São eles ilustres ateus ou agnósticos recém-falecidos que, sem mediar qualquer conversão in extremis, nem sinal de vaga fé cristã, são declarados, para efeitos exequiais, retroactivamente católicos.
Depois do 25 de Abril de 1974, surgiram pelo país fora muitos democratas de toda a vida. Pessoas que não só, muito oportunisticamente, aderiram de imediato à nova situação política, como também acharam por bem refazer o seu passado, mais ou menos colaboracionista com o antigo regime. Apesar de não se lhes conhecerem quaisquer méritos oposicionistas, declararam-se retroactivamente antifascistas, com tal veemência que ninguém se atreveu sequer a supor que tivessem sido outra coisa que não impolutos progressistas “desde sempre”.
Também há “católicos retroactivos”: ilustres ateus ou agnósticos recém-falecidos que, sem mediar qualquer conversão in extremis, nem sinal ou leve suspeita da mais vaga fé cristã, são declarados, para efeitos exequiais, retroactivamente católicos. Nestes casos, a “conversão” não é em vida, mas depois do óbito; não é o próprio que a realiza, mas os seus familiares e amigos, que o “convertem” à força, por conveniência social.
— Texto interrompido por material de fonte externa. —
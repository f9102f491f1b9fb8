use futures::future::try_join_all;
use mdl_index_common::Result;
use mdl_index_storage::{DocumentStore, MetadataFilter};
use std::sync::Arc;
use tracing::info;

/// Deletes documents from a set of stores at once
#[derive(Clone)]
pub struct DocumentCleaner {
    stores: Vec<Arc<dyn DocumentStore>>,
}

impl DocumentCleaner {
    pub fn new(stores: Vec<Arc<dyn DocumentStore>>) -> Self {
        Self { stores }
    }

    /// Remove the project's documents, or everything when `project_id` is `None`.
    pub async fn run(&self, project_id: Option<&str>) -> Result<()> {
        match project_id {
            Some(id) => info!("Cleaning {} stores for project {}", self.stores.len(), id),
            None => info!("Cleaning {} stores", self.stores.len()),
        }
        let filter = MetadataFilter::for_project(project_id);
        self.run_with_filter(&filter).await
    }

    pub async fn run_with_filter(&self, filter: &MetadataFilter) -> Result<()> {
        let filter = (!filter.is_empty()).then_some(filter);
        try_join_all(self.stores.iter().map(|store| store.delete_documents(filter))).await?;
        Ok(())
    }
}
A razão desta forçada transformação póstuma de alguns notáveis cadáveres de não-crentes, mais ou menos impenitentes, decorre de uma exigência canónica e de um “must” social. Com efeito, só os fiéis têm direito aos ritos funerários da Santa Madre Igreja e, por isso, se o “ente querido”, embora baptizado, era tudo menos católico, será forçoso reconvertê-lo, com efeitos retroactivos, para que se justifique a respectiva celebração eucarística. A razão social é óbvia: um funeral sem missa é tão desconchavado e sem graça quanto um casamento civil. Por outro lado, as famílias dos defuntos apreciam muito o “evento” piedoso, sobretudo se ocorrer num templo majestoso e com um coro a abrilhantar o acontecimento. Um funeral de excelência, como prometia o slogan de uma agência do ramo.
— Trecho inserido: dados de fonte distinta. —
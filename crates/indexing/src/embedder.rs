use async_trait::async_trait;
use fastembed::{EmbeddingModel, InitOptions, TextEmbedding};
use futures::stream::{self, StreamExt, TryStreamExt};
use mdl_index_common::{Document, EmbeddingConfig, EmbeddingProvider, IndexError, Result};
use serde::de::DeserializeOwned;
use serde::{Deserialize, Serialize};
use std::sync::{Arc, Mutex};
use std::time::Duration;
use tracing::{debug, info};

/// Text embedding provider
#[async_trait]
pub trait Embedder: Send + Sync {
    fn name(&self) -> &str;

    fn dimension(&self) -> usize;

    /// One vector per input text, in input order.
    async fn embed(&self, texts: &[String]) -> Result<Vec<Vec<f32>>>;
}

#[derive(Serialize)]
struct OllamaEmbedRequest<'a> {
    model: &'a str,
    input: &'a [String],
}

#[derive(Deserialize)]
struct OllamaEmbedResponse {
    embeddings: Vec<Vec<f32>>,
}

/// Embeddings from an Ollama server's `/api/embed` endpoint
#[derive(Debug, Clone)]
pub struct OllamaEmbedder {
    client: reqwest::Client,
    url: String,
    model: String,
    dimension: usize,
}

impl OllamaEmbedder {
    pub fn new(url: &str, model: &str, dimension: usize, timeout: Duration) -> Result<Self> {
        let client = reqwest::Client::builder()
            .timeout(timeout)
            .build()
            .map_err(|e| IndexError::Embedding(format!("failed to build HTTP client: {}", e)))?;

        Ok(Self {
            client,
            url: url.trim_end_matches('/').to_string(),
            model: model.to_string(),
            dimension,
        })
    }
}

async fn from_response<T>(resp: reqwest::Response) -> Result<T>
where
    T: DeserializeOwned,
{
    let status_code = resp.status();
    if !status_code.is_success() {
        let body = resp.text().await.unwrap_or_default();
        return Err(IndexError::Embedding(format!("error code: {}, {}", status_code, body)));
    }

    resp.json()
        .await
        .map_err(|e| IndexError::Embedding(format!("invalid embedding response: {}", e)))
}

#[async_trait]
impl Embedder for OllamaEmbedder {
    fn name(&self) -> &str {
        &self.model
    }

    fn dimension(&self) -> usize {
        self.dimension
    }

    async fn embed(&self, texts: &[String]) -> Result<Vec<Vec<f32>>> {
        if texts.is_empty() {
            return Ok(Vec::new());
        }

        let request = OllamaEmbedRequest {
            model: &self.model,
            input: texts,
        };
        let resp = self
            .client
            .post(format!("{}/api/embed", self.url))
            .json(&request)
            .send()
            .await
            .map_err(|e| IndexError::Embedding(format!("request to {} failed: {}", self.url, e)))?;

        let response: OllamaEmbedResponse = from_response(resp).await?;
        check_count(texts.len(), response.embeddings)
    }
}

/// Local ONNX embeddings through fastembed
pub struct FastEmbedder {
    model: Arc<Mutex<TextEmbedding>>,
    model_name: String,
    dimension: usize,
}

impl FastEmbedder {
    /// Load `model_code` (e.g. `Qdrant/all-MiniLM-L6-v2-onnx`); unknown codes fall back to
    /// all-MiniLM-L6-v2.
    pub async fn new(model_code: &str) -> Result<Self> {
        let supported = TextEmbedding::list_supported_models();
        let (model, dimension, model_name) = match supported
            .iter()
            .find(|info| info.model_code.eq_ignore_ascii_case(model_code))
        {
            Some(info) => (info.model.clone(), info.dim, info.model_code.clone()),
            None => {
                debug!("Unknown fastembed model '{}', using all-MiniLM-L6-v2", model_code);
                (EmbeddingModel::AllMiniLML6V2, 384, "all-MiniLM-L6-v2".to_string())
            }
        };

        info!("Loading fastembed model: {}", model_name);
        let embedding = tokio::task::spawn_blocking(move || TextEmbedding::try_new(InitOptions::new(model)))
            .await
            .map_err(|e| IndexError::Embedding(format!("model loading task failed: {}", e)))?
            .map_err(|e| IndexError::Embedding(format!("failed to load fastembed model: {}", e)))?;

        Ok(Self {
            model: Arc::new(Mutex::new(embedding)),
            model_name,
            dimension,
        })
    }
}

#[async_trait]
impl Embedder for FastEmbedder {
    fn name(&self) -> &str {
        &self.model_name
    }

    fn dimension(&self) -> usize {
        self.dimension
    }

    async fn embed(&self, texts: &[String]) -> Result<Vec<Vec<f32>>> {
        if texts.is_empty() {
            return Ok(Vec::new());
        }
        let model = Arc::clone(&self.model);
        let texts = texts.to_vec();
        let expected = texts.len();

        let embeddings = tokio::task::spawn_blocking(move || {
            let mut model = model
                .lock()
                .map_err(|_| IndexError::Embedding("fastembed model lock poisoned".into()))?;
            model
                .embed(texts, None)
                .map_err(|e| IndexError::Embedding(e.to_string()))
        })
        .await
        .map_err(|e| IndexError::Embedding(format!("embedding task failed: {}", e)))??;

        check_count(expected, embeddings)
    }
}

fn check_count(expected: usize, embeddings: Vec<Vec<f32>>) -> Result<Vec<Vec<f32>>> {
    if embeddings.len() != expected {
        return Err(IndexError::Embedding(format!(
            "expected {} embeddings, got {}",
            expected,
            embeddings.len()
        )));
    }
    Ok(embeddings)
}

/// Build the provider selected in config
pub async fn embedder_from_config(config: &EmbeddingConfig) -> Result<Arc<dyn Embedder>> {
    match config.provider {
        EmbeddingProvider::Ollama => Ok(Arc::new(OllamaEmbedder::new(
            &config.url,
            &config.model,
            config.dimension as usize,
            Duration::from_secs(config.timeout_secs),
        )?)),
        EmbeddingProvider::FastEmbed => {
            let embedder = FastEmbedder::new(&config.model).await?;
            if embedder.dimension() as u64 != config.dimension {
                return Err(IndexError::Config(format!(
                    "model {} produces {}-dimensional vectors but embedding.dimension is {}",
                    embedder.name(),
                    embedder.dimension(),
                    config.dimension
                )));
            }
            Ok(Arc::new(embedder))
        }
    }
}

/// Attaches embeddings to documents, `batch_size` texts per request and at most
/// `concurrency` requests in flight.
#[derive(Clone)]
pub struct DocumentEmbedder {
    embedder: Arc<dyn Embedder>,
    batch_size: usize,
    concurrency: usize,
}

impl DocumentEmbedder {
    pub fn new(embedder: Arc<dyn Embedder>, batch_size: usize, concurrency: usize) -> Self {
        Self {
            embedder,
            batch_size: batch_size.max(1),
            concurrency: concurrency.max(1),
        }
    }

    pub fn dimension(&self) -> usize {
        self.embedder.dimension()
    }

    pub async fn embed_documents(&self, mut documents: Vec<Document>) -> Result<Vec<Document>> {
        if documents.is_empty() {
            return Ok(documents);
        }

        let batches: Vec<Vec<String>> = documents
            .chunks(self.batch_size)
            .map(|chunk| chunk.iter().map(|doc| doc.content.clone()).collect())
            .collect();
        info!(
            "Embedding {} documents in {} batches with {}",
            documents.len(),
            batches.len(),
            self.embedder.name()
        );

        let embeddings: Vec<Vec<Vec<f32>>> = stream::iter(batches)
            .map(|batch| {
                let embedder = Arc::clone(&self.embedder);
                async move {
                    let vectors = embedder.embed(&batch).await?;
                    check_count(batch.len(), vectors)
                }
            })
            .buffered(self.concurrency)
            .try_collect()
            .await?;

        for (document, embedding) in documents.iter_mut().zip(embeddings.into_iter().flatten()) {
            document.embedding = Some(embedding);
        }
        Ok(documents)
    }
}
Não será difícil arranjar quem, na liturgia, pondo de lado a Deus, que para ali não é chamado, faça a homenagem do “irmão não crente”. Mesmo quando se trata de alguém publicamente conhecido pela sua atitude irreligiosa e anticristã, o orador ilusionista encontrará misteriosas manifestações da mais sublime espiritualidade. Se o extinto tiver sido um homem das letras, até se poderá ter a deferência de substituir o salmo, ou uma leitura bíblica, que afinal é apenas palavra de Deus, por um muito mais belo e oportuno texto do falecido. Se for músico, toca-se uma sua composição, ainda que seja muito a despropósito. Se tiver pertencido a uma fraternidade anticlerical, mesmo que nos mais altos graus, a homilia versará sobre as qualidades cívicas do “homem bom”, exaltado como santo laico de uma sociedade ateia. Era empedernido marxista-leninista-estalinista-maoísta? Não importa, porque na cerimónia sublinhar-se-á o seu empenho pela justiça social, que pregava com o entusiasmo e a generosidade de um verdadeiro apóstolo.
Note-se que nunca é de bom tom referir a ultramontana hipótese da condenação, nem pedir – seria um insulto à memória do falecido! – orações de sufrágio pela sua alma. A bem dizer, não se trata de rezar, mas de canonizar, expeditamente, o “católico retroactivo”. Por isso também, qualquer advertência moral ou chamada à conversão será pudicamente silenciada, a contento dos participantes, que terão depois a amabilidade de agradecer a tão “bonita” quanto inócua celebração. E tudo se conclui, como em qualquer espectáculo, com uma estrondosa e sentida ovação.
Aconteceu para lá do Marão, onde mandam os que lá estão, segundo reza a tradição. Um velho pároco, pré-conciliar, foi oficiar uma missa de corpo presente e, como é da praxe, referiu-se ao extinto:
- Temos aqui este nosso irmão …
Mas, lembrando-se então de que nunca antes o tinha visto na igreja, atalhou o sermão com uma constatação nua e crua como o granito da região:
- … temo-lo aqui porque o trouxeram, porque ele nunca cá pôs os pés!
Talvez ao rude prior transmontano faltasse alguma sensibilidade pastoral, mas não a coerência na fé que, pelo contrário, escasseia em algumas celebrações, em que parece abundar uma certa mundanidade eclesial.
Graças a Deus, a Igreja está sempre de braços abertos para acolher os pecadores arrependidos. Há muitos incrédulos que se convertem à hora da morte e para todos os homens, sem excepção, há esperança de salvação. Mas, das ladainhas aos “católicos retroactivos”, libera nos Domine!